Das Blut des Skorpions
Um die von Euch vorgeschlagene Lösung anzuwenden, müsste man das gesamte System der Blasebälge neu konstruieren, obschon es vielleicht genügen könnte, die Basis der Pfeife zu erweitern, um eine Art Luftkammer zu erhalten…«
Die ursprüngliche Runde war durch das Hinzukommen weiterer Personen, die Fulminacci nicht kannte und die ihm auch niemand vorgestellt hatte, vergrößert worden. Bellori, der Kunsthändler, unterhielt sich mit Michelangelo Ricci und zwei anderen Herren, während Beatrice aufmerksam einer geistreichen Debatte über klassische Dramaturgie folgte.
Außer ihm schienen sich angesichts so geballter Gelehrtheit nur zwei andere Gäste wie Fische auf dem Trockenen zu fühlen, nämlich die beiden deutschen Jesuiten. Als er die Mönche beobachtete, bezweifelte der Maler erneut, dass einer von ihnen ein Spross des schwedischen Königsgeschlechts sein könnte. So verschieden sie von Statur und Gesichtszügen waren, einte sie offensichtlich ein gemeinsames Interesse: sich so viele Speisen und Getränke wie möglich einzuverleiben.
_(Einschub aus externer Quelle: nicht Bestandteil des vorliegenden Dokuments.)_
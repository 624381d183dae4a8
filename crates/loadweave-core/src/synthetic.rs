//! Registry of units manufactured by generation collaborators.
//!
//! Entries are written by the generation side and read by downstream tooling
//! (exporters, debuggers). The registry is append-only for the lifetime of
//! the orchestrator: a name can be registered once and is never replaced.
//!
//! Collaborators never write to the registry directly while a unit is in
//! flight. They stage entries through [`WeaveContext::register_synthetic`]
//! into a per-call [`PendingSynthetic`]; the orchestrator publishes the staged
//! entries only once the call has fully succeeded, and drops them otherwise.
//!
//! [`WeaveContext::register_synthetic`]: crate::services::WeaveContext::register_synthetic

use indexmap::IndexMap;
use parking_lot::{Mutex, RwLock};
use serde::{Deserialize, Serialize};
use tracing::{debug, warn};

/// What a synthetic unit is for.
#[derive(Debug, Clone, PartialEq, Eq, Serialize, Deserialize)]
#[serde(rename_all = "snake_case")]
pub enum SyntheticKind {
    /// Carries arguments between a donor and its target.
    ArgumentCarrier,
    /// Nested helper unit copied out of a donor.
    Inner,
    /// Anything else, labelled by the generator.
    Other(String),
}

/// Generation descriptor for one synthetic unit.
#[derive(Debug, Clone, PartialEq, Eq, Serialize, Deserialize)]
pub struct SyntheticClassInfo {
    pub name: String,
    pub kind: SyntheticKind,
    /// Donor or generator the unit was derived from.
    pub source: String,
    #[serde(default)]
    pub description: Option<String>,
}

impl SyntheticClassInfo {
    pub fn new(name: impl Into<String>, kind: SyntheticKind, source: impl Into<String>) -> Self {
        Self {
            name: name.into(),
            kind,
            source: source.into(),
            description: None,
        }
    }

    pub fn with_description(mut self, description: impl Into<String>) -> Self {
        self.description = Some(description.into());
        self
    }
}

#[derive(Debug, Default)]
pub struct SyntheticClassRegistry {
    entries: RwLock<IndexMap<String, SyntheticClassInfo>>,
}

impl SyntheticClassRegistry {
    pub fn new() -> Self {
        Self::default()
    }

    /// Record `info`. Returns `false` if the name is already registered; the
    /// existing entry is kept.
    pub fn register(&self, info: SyntheticClassInfo) -> bool {
        let mut entries = self.entries.write();
        if let Some(existing) = entries.get(&info.name) {
            warn!(
                unit = %info.name,
                existing_source = %existing.source,
                rejected_source = %info.source,
                "synthetic unit already registered"
            );
            return false;
        }
        debug!(unit = %info.name, kind = ?info.kind, "synthetic unit registered");
        entries.insert(info.name.clone(), info);
        true
    }

    pub fn get(&self, name: &str) -> Option<SyntheticClassInfo> {
        self.entries.read().get(name).cloned()
    }

    pub fn contains(&self, name: &str) -> bool {
        self.entries.read().contains_key(name)
    }

    /// All entries in registration order.
    pub fn entries(&self) -> Vec<SyntheticClassInfo> {
        self.entries.read().values().cloned().collect()
    }

    pub fn len(&self) -> usize {
        self.entries.read().len()
    }

    pub fn is_empty(&self) -> bool {
        self.entries.read().is_empty()
    }
}

/// Synthetic units staged by one transform or generate call.
#[derive(Debug, Default)]
pub struct PendingSynthetic {
    entries: Mutex<Vec<SyntheticClassInfo>>,
}

impl PendingSynthetic {
    pub fn new() -> Self {
        Self::default()
    }

    pub fn stage(&self, info: SyntheticClassInfo) {
        self.entries.lock().push(info);
    }

    /// Names staged so far, in staging order.
    pub fn names(&self) -> Vec<String> {
        self.entries.lock().iter().map(|e| e.name.clone()).collect()
    }

    pub fn len(&self) -> usize {
        self.entries.lock().len()
    }

    pub fn is_empty(&self) -> bool {
        self.entries.lock().is_empty()
    }

    /// Move every staged entry into `registry`. Returns how many were new.
    pub(crate) fn commit(&self, registry: &SyntheticClassRegistry) -> usize {
        let staged = std::mem::take(&mut *self.entries.lock());
        staged
            .into_iter()
            .map(|info| registry.register(info))
            .filter(|added| *added)
            .count()
    }
}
Ein nicht gerade königliches Verhalten, fand er.
In der Nähe der beiden Jesuiten hielten sich einige von de Simaras Männern auf, die diskret, aber aufmerksam alle Vorbeigehenden musterten, stets mit dem Gedanken, es könnte sich um den verkleideten Mörder handeln.
Nur die beiden Mönche wirkten ganz sorglos und schienen überhaupt keine Angst zu haben.
Plötzlich, ohne Vorankündigung, erschollen die Klänge eines großen Orchesters aus Streichern und Bläsern und übertönten das Stimmengewirr der Gäste.
Alle sahen sich um und wollten herausfinden, wo das Orchester aufgestellt war, aber niemand konnte es entdecken. Die Musik schien von überall und nirgends zu kommen, was so befremdlich war, dass die Abergläubischeren unter den Geladenen sich bekreuzigten und glaubten, irgendeiner Zauberei zum Opfer gefallen zu sein.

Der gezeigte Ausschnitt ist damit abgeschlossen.